Find every line in the records below that holds the word "Kindred", and copy each one.

Supplied material:
============
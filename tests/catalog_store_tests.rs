//! Integration tests for the catalog store layer
//!
//! Repository behavior against a real (in-memory) SQLite database:
//! validation, uniqueness, get-or-create convergence, listing filters,
//! and the grouped book counts.

use assert_matches::assert_matches;
use biblio::db::{BookFilter, CreateBook, CreateUser, Database, StoreError};
use pretty_assertions::assert_eq;
use sqlx::sqlite::SqlitePoolOptions;

async fn test_db() -> Database {
    let pool = SqlitePoolOptions::new()
        .max_connections(1)
        .connect("sqlite::memory:")
        .await
        .expect("in-memory database");
    let db = Database::new(pool);
    db.migrate().await.expect("migrations");
    db
}

fn book(title: &str, author_id: &str, published: i32, genres: &[&str]) -> CreateBook {
    CreateBook {
        title: title.to_string(),
        published,
        author_id: author_id.to_string(),
        genres: genres.iter().map(|g| g.to_string()).collect(),
    }
}

fn user(username: &str, favorite_genre: &str) -> CreateUser {
    CreateUser {
        username: username.to_string(),
        favorite_genre: favorite_genre.to_string(),
        password_hash: "$fake$hash".to_string(),
    }
}

// ============================================================================
// Authors
// ============================================================================

#[tokio::test]
async fn get_or_create_reuses_the_existing_author() {
    let db = test_db().await;

    let first = db.authors().get_or_create("Sandra Cisneros").await.unwrap();
    let second = db.authors().get_or_create("Sandra Cisneros").await.unwrap();

    assert_eq!(first.id, second.id);
    assert_eq!(db.authors().count().await.unwrap(), 1);
}

#[tokio::test]
async fn get_or_create_names_are_case_sensitive() {
    let db = test_db().await;

    db.authors().get_or_create("bell hooks").await.unwrap();
    db.authors().get_or_create("Bell Hooks").await.unwrap();

    assert_eq!(db.authors().count().await.unwrap(), 2);
}

#[tokio::test]
async fn set_born_updates_only_existing_authors() {
    let db = test_db().await;
    let author = db.authors().get_or_create("Ursula Le Guin").await.unwrap();
    assert_eq!(author.born, None);

    let updated = db.authors().set_born(&author.id, 1929).await.unwrap();
    assert_eq!(updated.expect("updated record").born, Some(1929));

    let missing = db.authors().set_born("no-such-id", 1900).await.unwrap();
    assert!(missing.is_none());
}

// ============================================================================
// Users
// ============================================================================

#[tokio::test]
async fn usernames_are_unique() {
    let db = test_db().await;

    db.users().create(user("louise", "horror")).await.unwrap();
    let duplicate = db.users().create(user("louise", "comedy")).await;

    assert_matches!(duplicate, Err(StoreError::Validation(_)));
}

#[tokio::test]
async fn short_usernames_are_rejected_by_chars_not_bytes() {
    let db = test_db().await;

    let short = db.users().create(user("ab", "crime")).await;
    assert_matches!(short, Err(StoreError::Validation(_)));

    // Three characters, five bytes
    let unicode = db.users().create(user("héè", "crime")).await;
    assert!(unicode.is_ok());
}

#[tokio::test]
async fn find_by_username_is_exact() {
    let db = test_db().await;
    db.users().create(user("marta", "essays")).await.unwrap();

    assert!(db.users().find_by_username("marta").await.unwrap().is_some());
    assert!(db.users().find_by_username("Marta").await.unwrap().is_none());
    assert!(db.users().find_by_username("mart").await.unwrap().is_none());
}

#[tokio::test]
async fn created_users_are_found_by_id() {
    let db = test_db().await;
    let created = db.users().create(user("nadia", "poetry")).await.unwrap();

    let fetched = db
        .users()
        .find_by_id(&created.id)
        .await
        .unwrap()
        .expect("stored user");
    assert_eq!(fetched.username, "nadia");
    assert_eq!(fetched.favorite_genre, "poetry");
    assert_eq!(fetched.password_hash, "$fake$hash");
}

// ============================================================================
// Books
// ============================================================================

#[tokio::test]
async fn short_titles_are_rejected_by_chars_not_bytes() {
    let db = test_db().await;
    let author = db.authors().get_or_create("Anon").await.unwrap();

    let rejected = db.books().create(book("A", &author.id, 2001, &[])).await;
    assert_matches!(rejected, Err(StoreError::Validation(_)));
    assert_eq!(db.books().count().await.unwrap(), 0);

    // Two characters, four bytes
    let unicode = db.books().create(book("éß", &author.id, 2001, &[])).await;
    assert!(unicode.is_ok());
    assert_eq!(db.books().count().await.unwrap(), 1);
}

#[tokio::test]
async fn find_joins_books_with_their_authors() {
    let db = test_db().await;
    let author = db.authors().get_or_create("Octavia Butler").await.unwrap();
    db.books()
        .create(book("Kindred", &author.id, 1979, &["time travel"]))
        .await
        .unwrap();

    let rows = db.books().find(BookFilter::default()).await.unwrap();
    assert_eq!(rows.len(), 1);
    assert_eq!(rows[0].book.title, "Kindred");
    assert_eq!(rows[0].book.published, 1979);
    assert_eq!(rows[0].book.genres, vec!["time travel".to_string()]);
    assert_eq!(rows[0].author.name, "Octavia Butler");
    assert_eq!(rows[0].author.id, author.id);
}

#[tokio::test]
async fn filters_combine_with_and() {
    let db = test_db().await;
    let butler = db.authors().get_or_create("Octavia Butler").await.unwrap();
    let gibson = db.authors().get_or_create("William Gibson").await.unwrap();

    db.books()
        .create(book("Kindred", &butler.id, 1979, &["classic"]))
        .await
        .unwrap();
    db.books()
        .create(book("Dawn", &butler.id, 1987, &["scifi"]))
        .await
        .unwrap();
    db.books()
        .create(book("Neuromancer", &gibson.id, 1984, &["scifi"]))
        .await
        .unwrap();

    let by_author = db
        .books()
        .find(BookFilter {
            author_id: Some(butler.id.clone()),
            genre: None,
        })
        .await
        .unwrap();
    assert_eq!(by_author.len(), 2);

    let by_genre = db
        .books()
        .find(BookFilter {
            author_id: None,
            genre: Some("scifi".to_string()),
        })
        .await
        .unwrap();
    assert_eq!(by_genre.len(), 2);

    let both = db
        .books()
        .find(BookFilter {
            author_id: Some(butler.id.clone()),
            genre: Some("scifi".to_string()),
        })
        .await
        .unwrap();
    assert_eq!(both.len(), 1);
    assert_eq!(both[0].book.title, "Dawn");
}

#[tokio::test]
async fn empty_genre_list_matches_no_genre_filter() {
    let db = test_db().await;
    let author = db.authors().get_or_create("Anon").await.unwrap();
    db.books()
        .create(book("Untagged", &author.id, 2020, &[]))
        .await
        .unwrap();

    let all = db.books().find(BookFilter::default()).await.unwrap();
    assert_eq!(all.len(), 1);
    assert!(all[0].book.genres.is_empty());

    let filtered = db
        .books()
        .find(BookFilter {
            author_id: None,
            genre: Some("anything".to_string()),
        })
        .await
        .unwrap();
    assert!(filtered.is_empty());
}

#[tokio::test]
async fn grouped_counts_match_individual_counts() {
    let db = test_db().await;
    let butler = db.authors().get_or_create("Octavia Butler").await.unwrap();
    let gibson = db.authors().get_or_create("William Gibson").await.unwrap();
    let silent = db.authors().get_or_create("No Books Yet").await.unwrap();

    db.books()
        .create(book("Kindred", &butler.id, 1979, &[]))
        .await
        .unwrap();
    db.books()
        .create(book("Dawn", &butler.id, 1987, &[]))
        .await
        .unwrap();
    db.books()
        .create(book("Neuromancer", &gibson.id, 1984, &[]))
        .await
        .unwrap();

    let counts = db.books().counts_by_author().await.unwrap();
    assert_eq!(counts.get(&butler.id), Some(&2));
    assert_eq!(counts.get(&gibson.id), Some(&1));
    // Authors without books are simply absent from the grouped map
    assert_eq!(counts.get(&silent.id), None);

    for (author_id, grouped) in &counts {
        let single = db.books().count_by_author(author_id).await.unwrap();
        assert_eq!(*grouped, single);
    }
}

// ============================================================================
// Connection / Migrations
// ============================================================================

#[tokio::test]
async fn file_database_persists_across_reconnects() {
    let dir = tempfile::tempdir().unwrap();
    let path = dir.path().join("catalog.db");
    let url = format!("sqlite://{}", path.display());

    let db = Database::connect(&url, 2).await.unwrap();
    db.migrate().await.unwrap();
    db.authors().get_or_create("Persisted").await.unwrap();
    db.pool().close().await;

    let db = Database::connect(&url, 2).await.unwrap();
    // Re-running migrations on an up-to-date database is a no-op
    db.migrate().await.unwrap();
    assert!(
        db.authors()
            .find_by_name("Persisted")
            .await
            .unwrap()
            .is_some()
    );
}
============
Solution:
        .create(book("Kindred", &author.id, 1979, &["time travel"]))
    assert_eq!(rows[0].book.title, "Kindred");
        .create(book("Kindred", &butler.id, 1979, &["classic"]))
        .create(book("Kindred", &butler.id, 1979, &[]))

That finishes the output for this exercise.